On the surface, it wouldn’t appear that the New Jersey Devils have a lot of areas left to improve. The team made huge strides one year ago and engineered one of the biggest one-season turnarounds in the history of the league. People are excited about the team and rightfully so.
With that said, one area where the Devils could stand to improve is on the power play. There’s also the matter of the penalty kill, which was a strength of the Devils last season. The Devils will be tasked with replacing several key contributors in that area after some turnover on the roster this offseason.
In Part 4 of the New Jersey Devils 2023-24 Season Preview, we’ll take a look at the special teams units, what they did well, what they didn’t do well, and if they still have the right personnel moving forward to execute to the level that they’re looking to execute at.
The Power Play
It would be misleading to suggest the Devils power play didn’t improve last season to some extent.
Mike laid out the numbers last year in his special teams preview of just how bad the Devils were in 2021-22, but I think its worth comparing those numbers to this past season to put things in the proper context. Let’s compare and contrast to this year’s numbers (courtesy of Natural Stat Trick).
After replacing Mark Recchi with Andrew Brunette on the coaching staff, the Devils made fairly significant improvements. While it seems like the personnel has frequently changed with the man advantage, one constant on PP1 was the combination of Jack Hughes, Nico Hischier, Jesper Bratt, and Dougie Hamilton leading the way (in terms of time on ice per games played). All of those players were healthy throughout last season, so it would make sense that there was improvement on the power play as a result. The Devils even managed to cut down on the annoyingly high number of shorthanded goals they were surrendering in the 2021-22 season, which was arguably actively hurting the cause more than not scoring.
So why did it feel like the power play was still awful last year?
We all watch the games, so we do have a sense of what the Devils didn’t do well on the man advantage. We saw that the zone entries were sometimes stagnant and predictable, with the Devils occasionally spending the better part of the two minutes trying to gain the offensive zone and get set up. That’s on full display when the Devils get stood up at the blueline and the other team collects the loose puck and clears.
We’ve seen the Devils player deployment be heavy with left-handed shots due to the personnel they’ve had, and we’ve seen them lack the size where they can park a true net-front presence in front of the opposing goaltender for redirections and easy tap-in goals (something that the Rangers, for example, have done quite well with Chris Kreider the last few years). We can see that the team tends to overpass the puck in search for the “perfect” shot that never seems to come instead of firing pucks at the net and trying to create something amidst a sea of chaos. We can see that they operate on the perimeter, that some skaters are far too stationary which makes them easier to defend against, and that the puck movement isn’t quick enough. We have seen other teams be aggressive on the penalty kill because if they can force a turnover, they’ll probably catch a slow-footed Dougie Hamilton in a compromising position going the other way on an odd-man rush.

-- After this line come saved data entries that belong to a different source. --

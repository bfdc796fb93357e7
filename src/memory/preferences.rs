//! 用户长期偏好网关
//!
//! 规划前读取 (user, key) -> value 偏好；查询结束后按本次工具使用频率异步强化 `frequent_tool_<name>`。
//! 读失败降级为空偏好，写失败只记日志，二者都不会影响查询本身。

use std::collections::BTreeMap;
use std::sync::Arc;

use serde::{Deserialize, Serialize};
use tokio::task::JoinHandle;

use crate::config::MemorySection;
use crate::pipeline::ToolResult;
use crate::store::{Reinforcement, Store};

/// 偏好键前缀：高频工具
pub const FREQUENT_TOOL_PREFIX: &str = "frequent_tool_";

#[derive(Debug, Clone, PartialEq, Serialize, Deserialize)]
pub struct UserPreference {
    pub user_id: String,
    pub preference_key: String,
    pub preference_value: String,
    /// [0, 1]，强化只会上调，封顶 1.0
    pub confidence_score: f64,
}

/// 按 preference_key 排序的偏好表（保证 prompt 渲染顺序稳定）
pub type Preferences = BTreeMap<String, UserPreference>;

/// 统计单次查询中每个工具的调用次数
pub fn tally_tool_usage(results: &[ToolResult]) -> BTreeMap<String, usize> {
    let mut counts = BTreeMap::new();
    for r in results {
        *counts.entry(r.tool_call.tool.clone()).or_insert(0) += 1;
    }
    counts
}

/// 仅数字 user_id 参与记忆更新（排除系统 / 匿名调用方）
pub fn is_memory_eligible(user_id: &str) -> bool {
    !user_id.is_empty() && user_id.parse::<i64>().is_ok()
}

pub struct PreferenceGateway {
    store: Arc<dyn Store>,
    config: MemorySection,
}

impl PreferenceGateway {
    pub fn new(store: Arc<dyn Store>, config: MemorySection) -> Self {
        Self { store, config }
    }

    /// 读取用户偏好；存储出错时返回空表
    pub async fn get_preferences(&self, user_id: &str) -> Preferences {
        match self.store.load_preferences(user_id).await {
            Ok(list) => list
                .into_iter()
                .map(|p| (p.preference_key.clone(), p))
                .collect(),
            Err(e) => {
                tracing::warn!(user_id, error = %e, "Failed to load preferences, continuing without");
                Preferences::new()
            }
        }
    }

    /// 按本次查询的工具使用次数强化偏好，返回成功写入的条数
    pub async fn update_memory(&self, user_id: &str, results: &[ToolResult]) -> usize {
        if !is_memory_eligible(user_id) {
            tracing::debug!(user_id, "Skipping memory update for non-numeric user id");
            return 0;
        }

        let reinforcement = Reinforcement {
            initial: self.config.initial_confidence,
            increment: self.config.confidence_increment,
        };
        let mut written = 0;
        for (tool, count) in tally_tool_usage(results) {
            if count < self.config.reinforcement_threshold {
                continue;
            }
            let key = format!("{FREQUENT_TOOL_PREFIX}{tool}");
            match self
                .store
                .reinforce_preference(user_id, &key, &count.to_string(), reinforcement)
                .await
            {
                Ok(confidence) => {
                    tracing::info!(user_id, key = %key, confidence, "Preference reinforced");
                    written += 1;
                }
                Err(e) => {
                    tracing::warn!(user_id, key = %key, error = %e, "Failed to reinforce preference");
                }
            }
        }
        written
    }

    /// 后台执行 update_memory，不阻塞调用方
    pub fn spawn_update(self: &Arc<Self>, user_id: String, results: Vec<ToolResult>) -> JoinHandle<usize> {
        let gateway = Arc::clone(self);
        tokio::spawn(async move { gateway.update_memory(&user_id, &results).await })
    }
}

#[cfg(test)]
mod tests {
    use super::*;
    use crate::core::StoreError;
    use crate::pipeline::{ToolCallRecord, ToolResult};
    use crate::store::InMemoryStore;

    fn result(tool: &str) -> ToolResult {
        ToolResult::failure(
            1,
            ToolCallRecord {
                tool: tool.to_string(),
                params: serde_json::json!({}),
                reason: String::new(),
            },
            "irrelevant",
        )
    }

    #[test]
    fn test_tally_tool_usage() {
        let counts = tally_tool_usage(&[result("a"), result("b"), result("a")]);
        assert_eq!(counts.get("a"), Some(&2));
        assert_eq!(counts.get("b"), Some(&1));
    }

    #[test]
    fn test_memory_eligibility() {
        assert!(is_memory_eligible("42"));
        assert!(!is_memory_eligible("system"));
        assert!(!is_memory_eligible(""));
    }

    #[tokio::test]
    async fn test_update_memory_only_frequent_tools() {
        let store = Arc::new(InMemoryStore::new());
        let gateway = PreferenceGateway::new(store.clone(), MemorySection::default());

        let written = gateway
            .update_memory("7", &[result("search"), result("search"), result("email")])
            .await;
        assert_eq!(written, 1);

        let prefs = gateway.get_preferences("7").await;
        let pref = prefs.get("frequent_tool_search").unwrap();
        assert!((pref.confidence_score - 0.6).abs() < 1e-9);
        assert!(!prefs.contains_key("frequent_tool_email"));
    }

    #[tokio::test]
    async fn test_update_memory_skips_non_numeric_user() {
        let store = Arc::new(InMemoryStore::new());
        let gateway = PreferenceGateway::new(store.clone(), MemorySection::default());
        let written = gateway
            .update_memory("anonymous", &[result("search"), result("search")])
            .await;
        assert_eq!(written, 0);
        assert!(gateway.get_preferences("anonymous").await.is_empty());
    }

    #[tokio::test]
    async fn test_reinforcement_is_capped() {
        let store = Arc::new(InMemoryStore::new());
        let gateway = PreferenceGateway::new(store.clone(), MemorySection::default());
        let results = [result("search"), result("search")];
        for _ in 0..8 {
            gateway.update_memory("1", &results).await;
        }
        let prefs = gateway.get_preferences("1").await;
        let confidence = prefs["frequent_tool_search"].confidence_score;
        assert!(confidence <= 1.0);
        assert!((confidence - 1.0).abs() < 1e-9);
    }

    struct BrokenStore;

    #[async_trait::async_trait]
    impl Store for BrokenStore {
        async fn load_history(
            &self,
            _session_id: &str,
            _limit: usize,
        ) -> Result<Vec<crate::memory::Message>, StoreError> {
            Err(StoreError::Other("down".into()))
        }

        async fn save_message(&self, _record: &crate::store::MessageRecord) -> Result<(), StoreError> {
            Err(StoreError::Other("down".into()))
        }

        async fn load_preferences(&self, _user_id: &str) -> Result<Vec<UserPreference>, StoreError> {
            Err(StoreError::Other("down".into()))
        }

        async fn reinforce_preference(
            &self,
            _user_id: &str,
            _key: &str,
            _value: &str,
            _reinforcement: Reinforcement,
        ) -> Result<f64, StoreError> {
            Err(StoreError::Other("down".into()))
        }

        async fn load_profile(
            &self,
            _user_id: &str,
        ) -> Result<Option<crate::prompt::UserProfile>, StoreError> {
            Err(StoreError::Other("down".into()))
        }
    }

    #[tokio::test]
    async fn test_store_failures_degrade() {
        let gateway = PreferenceGateway::new(Arc::new(BrokenStore), MemorySection::default());
        assert!(gateway.get_preferences("1").await.is_empty());
        assert_eq!(
            gateway
                .update_memory("1", &[result("search"), result("search")])
                .await,
            0
        );
    }
}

And yet, the Devils power play improved, which is likely a testament to the elite talent they have. Hamilton blasts a rocket from the point and it goes in. Jack Hughes, who might be one of the ten best players in the league, does Jack Hughes things. He connects with Jesper Bratt on a royal road pass for a goal or snipes the top corner and the Devils have a power play goal despite the first 90 seconds of the power play setting back hockey 50 years. The Devils might have simply “finished” better than they did the previous season, and some might argue that finishing is what ultimately matters. I don’t necessarily disagree with that. Real goals will always count more than “expected goals”. But with that said, there is something to be said about the process and whether that is good, or if the Devils are succeeding in spite of bad process.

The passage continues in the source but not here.